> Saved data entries
○ ○ ○ ○

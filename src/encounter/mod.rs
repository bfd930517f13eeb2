//! Boss encounter engine
//!
//! An [`Encounter`] is one boss's complete behavioural state: lifecycle, the active command
//! and its running [`Sequencer`], HP-derived latches, the funnel ring and loose projectiles.
//! It is framework-independent: [`Encounter::tick`] advances everything once per simulation
//! step against the services bundled in an [`EncounterEnv`].
//!
//! ## Tick order
//!
//! 1. Paused: nothing advances, nothing is written.
//! 2. Dormant: check the activation cone, nothing else.
//! 3. Defeat check (terminal, cancels everything in the same tick).
//! 4. Sub-actors advance (funnels, projectiles).
//! 5. The running script advances, or the cooldown counts down, or the boss behaviour picks
//!    the next command.
//! 6. If no command drove the body this tick, the idle routine stops it.
//!
//! The body velocity therefore has exactly one writer per tick.

pub mod command;
pub mod funnels;
pub mod phase;
pub mod projectiles;
pub mod rng;
pub mod selector;
pub mod sequencer;
pub mod services;
pub mod tag;
pub mod testing;

use bevy::prelude::*;
use smallvec::SmallVec;

use crate::bosses::{get_boss_behavior, BossBehavior};
use crate::config::{BossKind, BossRoster, EncounterSettings, DEFAULT_READY_TIME};

use command::Command;
use funnels::FunnelRing;
use phase::{Latches, PhaseSnapshot};
use projectiles::ProjectilePool;
use rng::GameRng;
use selector::Selector;
use sequencer::{Script, Sequencer, SequencerStatus, StepContext};
use services::{Clip, Cue, EncounterEnv};
use tag::{DamageTag, HitboxId, HitboxTable};

/// Encounter lifecycle. `Defeated` is terminal until [`Encounter::reset_state`].
#[derive(Debug, Clone, Copy, PartialEq, Eq, Default)]
pub enum Lifecycle {
    #[default]
    Dormant,
    Active,
    Defeated,
}

/// Selection state a boss behaviour may read and update while choosing.
#[derive(Debug)]
pub struct SelectionState {
    pub latches: Latches,
    /// Actions since the last counter reset (golem charge, wolf ultimate).
    pub total_actions: u32,
    pub selector: Selector,
    /// Seconds the funnels must have circled before the next volley.
    pub ready_time: f32,
}

impl Default for SelectionState {
    fn default() -> Self {
        Self {
            latches: Latches::default(),
            total_actions: 0,
            selector: Selector::default(),
            ready_time: DEFAULT_READY_TIME,
        }
    }
}

/// Snapshot of the world a behaviour decides against.
#[derive(Debug, Clone, Copy, PartialEq)]
pub struct DecisionContext {
    pub hp_ratio: f32,
    pub origin: Vec2,
    pub target: Option<Vec2>,
    pub bounds: Rect,
    pub facing: f32,
    pub last_command: Command,
    pub funnels_in_circle: bool,
    pub since_funnels_returned: f32,
    pub funnel_count: usize,
    pub predicate_timeout: Option<f32>,
}

impl DecisionContext {
    /// Horizontal distance to the target.
    pub fn target_dx(&self) -> Option<f32> {
        self.target.map(|t| (t.x - self.origin.x).abs())
    }
}

/// A chosen command and the script that performs it.
#[derive(Debug, Clone, PartialEq)]
pub struct Decision {
    pub command: Command,
    pub script: Script,
}

impl Decision {
    pub fn new(command: Command, script: Script) -> Self {
        Self { command, script }
    }
}

/// What happened during one tick, for logging and events.
#[derive(Debug, Clone, Default, PartialEq)]
pub struct TickReport {
    pub activated: bool,
    pub defeated: bool,
    pub started: Option<Command>,
    pub finished: Option<(Command, SequencerStatus)>,
    pub funnels_left_bounds: SmallVec<[usize; 8]>,
    pub cues: SmallVec<[Cue; 4]>,
}

/// A damaging hitbox as seen by the collision system.
#[derive(Debug, Clone, Copy, PartialEq)]
pub struct HitZone {
    pub id: HitboxId,
    pub center: Vec2,
    pub radius: f32,
    pub damage: f32,
}

/// One boss's behavioural state.
#[derive(Component)]
pub struct Encounter {
    behavior: Box<dyn BossBehavior>,
    settings: EncounterSettings,
    lifecycle: Lifecycle,
    command: Command,
    last_command: Command,
    selection: SelectionState,
    sequencer: Option<Sequencer>,
    cooldown: f32,
    hitboxes: HitboxTable,
    funnels: FunnelRing,
    projectiles: ProjectilePool,
    rng: GameRng,
    facing: f32,
}
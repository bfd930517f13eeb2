//! Boss behaviors
//!
//! Each boss decides its next command and authors the script that performs it. The
//! engine owns everything else (lifecycle, sub-actors, running the script), so a boss is
//! just tuning plus a decision routine.
//!
//! ## Adding a new boss
//! 1. Add a variant to [`BossKind`]
//! 2. Add its tuning section to `BossRoster` and `bosses.ron`
//! 3. Create a new file implementing [`BossBehavior`]
//! 4. Register it in [`get_boss_behavior`]

pub mod golem;
pub mod swordsman;
pub mod wolf;

use smallvec::SmallVec;

use crate::config::{BossKind, BossRoster};
use crate::encounter::command::Command;
use crate::encounter::funnels::FunnelSettings;
use crate::encounter::phase::PhaseThresholds;
use crate::encounter::rng::GameRng;
use crate::encounter::sequencer::PoseBinding;
use crate::encounter::services::Pose;
use crate::encounter::tag::DamageTag;
use crate::encounter::{Decision, DecisionContext, SelectionState};

pub use golem::Golem;
pub use swordsman::Swordsman;
pub use wolf::Wolf;

/// Commands a boss may choose in one HP band.
pub type Eligible = SmallVec<[Command; 8]>;

/// Decision routine and script authoring for one boss.
pub trait BossBehavior: Send + Sync {
    fn kind(&self) -> BossKind;

    /// HP bands that gate which commands are eligible.
    fn thresholds(&self) -> &PhaseThresholds;

    /// Funnel ring for bosses that have one.
    fn funnel_settings(&self) -> Option<FunnelSettings> {
        None
    }

    /// Body tag while the encounter is active.
    fn active_body_tag(&self) -> DamageTag {
        DamageTag::Damageable
    }

    /// Every command that can be chosen at `hp_ratio`, regardless of distance or history.
    fn eligible(&self, hp_ratio: f32) -> Eligible;

    /// Choose the next command. `None` idles for this tick.
    fn decide(
        &self,
        ctx: &DecisionContext,
        state: &mut SelectionState,
        rng: &mut GameRng,
    ) -> Option<Decision>;
}

/// Build the behavior for a boss from the roster.
pub fn get_boss_behavior(kind: BossKind, roster: &BossRoster) -> Box<dyn BossBehavior> {
    match kind {
        BossKind::Swordsman => Box::new(Swordsman::new(roster.swordsman.clone())),
        BossKind::Golem => Box::new(Golem::new(roster.golem.clone())),
        BossKind::Wolf => Box::new(Wolf::new(roster.wolf.clone())),
    }
}

/// Part visible on `poses`, never harmful on its own.
pub(crate) fn show_on(poses: &[Pose]) -> PoseBinding {
    PoseBinding {
        visible_on: poses.iter().copied().collect(),
        damageable_on: None,
    }
}

/// Part visible on `poses` and harmful on all of them but the first.
pub(crate) fn strike_on(poses: &[Pose]) -> PoseBinding {
    PoseBinding {
        visible_on: poses.iter().copied().collect(),
        damageable_on: Some(poses.iter().skip(1).copied().collect()),
    }
}

#[cfg(test)]
mod tests {
    use super::*;

    #[test]
    fn test_factory_builds_every_boss() {
        let roster = BossRoster::default();
        for kind in BossKind::ALL {
            let behavior = get_boss_behavior(kind, &roster);
            assert_eq!(behavior.kind(), kind);
            assert!(behavior.thresholds().validate().is_ok());
        }
    }

    #[test]
    fn test_only_swordsman_has_funnels() {
        let roster = BossRoster::default();
        assert!(get_boss_behavior(BossKind::Swordsman, &roster)
            .funnel_settings()
            .is_some());
        assert!(get_boss_behavior(BossKind::Golem, &roster)
            .funnel_settings()
            .is_none());
        assert!(get_boss_behavior(BossKind::Wolf, &roster)
            .funnel_settings()
            .is_none());
    }

    #[test]
    fn test_strike_binding_spares_first_pose() {
        let binding = strike_on(&[Pose(1), Pose(2), Pose(3)]);
        assert_eq!(binding.visible_on.len(), 3);
        let damageable = binding.damageable_on.unwrap();
        assert!(!damageable.contains(&Pose(1)));
        assert!(damageable.contains(&Pose(3)));
    }
}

○ ○ ○ ○

> What to do
Where a line of the records has the string "bool", return that line.

> Task answer
    pub funnels_in_circle: bool,
    pub activated: bool,
    pub defeated: bool,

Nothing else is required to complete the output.